I scented another pound with White Tea & Pear Fragrance Oil, which makes a little more sense with green soap. It’s a light, sweet scent. I don’t get a lot of strong pear scent from it, but it is a pleasant, fresh non-pearness. As far as colors, from left to right: Laurel Green Mica, Lime Appeal Green Mica, New Leaf Mica, Rainforest Green Mica. Again, these greens get a little squirrelly during saponification, but come back within a day or two. When the soap is ready, the green will appear.
For the last few odd ounces, I used Rainforest Fragrance Oil. I love this almost as much as Jeweled Fir Fragrance Oil. It’s a green, woodsy scent, and it really works with Sea Green Mica. It also accelerates a bit, and if I had tried it in the earlier batches, I would have run into some trouble by the end. But it worked out fine. In the two right bars, you can also see the Shamrock Silver Enviroglitter swirled into the top and used as a mica line through the center of the bar. The collection also comes with Shamrock Gold Enviroglitter, which was lovely, but my soaping table is not quite large enough, and just to be honest with you, Dear Reader, I knocked it on the floor. It was very pretty there. No doubt it would be lovelier in a soap.

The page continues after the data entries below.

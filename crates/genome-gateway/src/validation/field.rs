//! Per-field validation results.

use std::fmt;

use serde::{Deserialize, Serialize};

/// A field value as reported back to the client.
///
/// Coordinates that parsed are reported as integers; tokens that did not
/// parse are echoed back as text.
#[derive(Debug, Clone, PartialEq, Eq, Hash, Serialize, Deserialize)]
#[serde(untagged)]
pub enum FieldValue {
    Integer(u64),
    Text(String),
}

impl FieldValue {
    /// The integer value, if this is one.
    pub fn as_integer(&self) -> Option<u64> {
        match self {
            FieldValue::Integer(v) => Some(*v),
            FieldValue::Text(_) => None,
        }
    }
}

impl From<u64> for FieldValue {
    fn from(v: u64) -> Self {
        FieldValue::Integer(v)
    }
}

impl From<&str> for FieldValue {
    fn from(s: &str) -> Self {
        FieldValue::Text(s.to_string())
    }
}

impl From<String> for FieldValue {
    fn from(s: String) -> Self {
        FieldValue::Text(s)
    }
}

impl fmt::Display for FieldValue {
    fn fmt(&self, f: &mut fmt::Formatter<'_>) -> fmt::Result {
        match self {
            FieldValue::Integer(v) => write!(f, "{}", v),
            FieldValue::Text(s) => f.write_str(s),
        }
    }
}

/// Result of validating one field of a location.
#[derive(Debug, Clone, PartialEq, Eq)]
pub enum FieldResult {
    /// The field passed validation.
    Valid { value: FieldValue },
    /// The field failed validation.
    Invalid {
        raw_value: FieldValue,
        error_message: String,
    },
    /// The field was never checked because an earlier stage failed or no
    /// genome was given.
    Unattempted,
}

impl FieldResult {
    pub fn valid(value: impl Into<FieldValue>) -> Self {
        FieldResult::Valid {
            value: value.into(),
        }
    }

    pub fn invalid(raw_value: impl Into<FieldValue>, error_message: impl Into<String>) -> Self {
        FieldResult::Invalid {
            raw_value: raw_value.into(),
            error_message: error_message.into(),
        }
    }

    pub fn is_valid(&self) -> bool {
        matches!(self, FieldResult::Valid { .. })
    }

    pub fn is_attempted(&self) -> bool {
        !matches!(self, FieldResult::Unattempted)
    }

    /// The value carried by the result, valid or not.
    pub fn value(&self) -> Option<&FieldValue> {
        match self {
            FieldResult::Valid { value } => Some(value),
            FieldResult::Invalid { raw_value, .. } => Some(raw_value),
            FieldResult::Unattempted => None,
        }
    }

    /// The integer value of a valid coordinate.
    pub fn valid_integer(&self) -> Option<u64> {
        match self {
            FieldResult::Valid { value } => value.as_integer(),
            _ => None,
        }
    }

    pub fn error_message(&self) -> Option<&str> {
        match self {
            FieldResult::Invalid { error_message, .. } => Some(error_message),
            _ => None,
        }
    }
}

So that’s green. There are others, but this selection is a great place to start if you want to experiment with greens. Which reminds me, this set also includes Synergy Mica. It is definitely an arguable point, but I wanted to put Synergy in with the blues. Rainforest is pushing it, but Synergy is blue to me. It’s gorgeous, but it’s blue. We all have to take a stand somewhere, and this, friends, is where I make mine.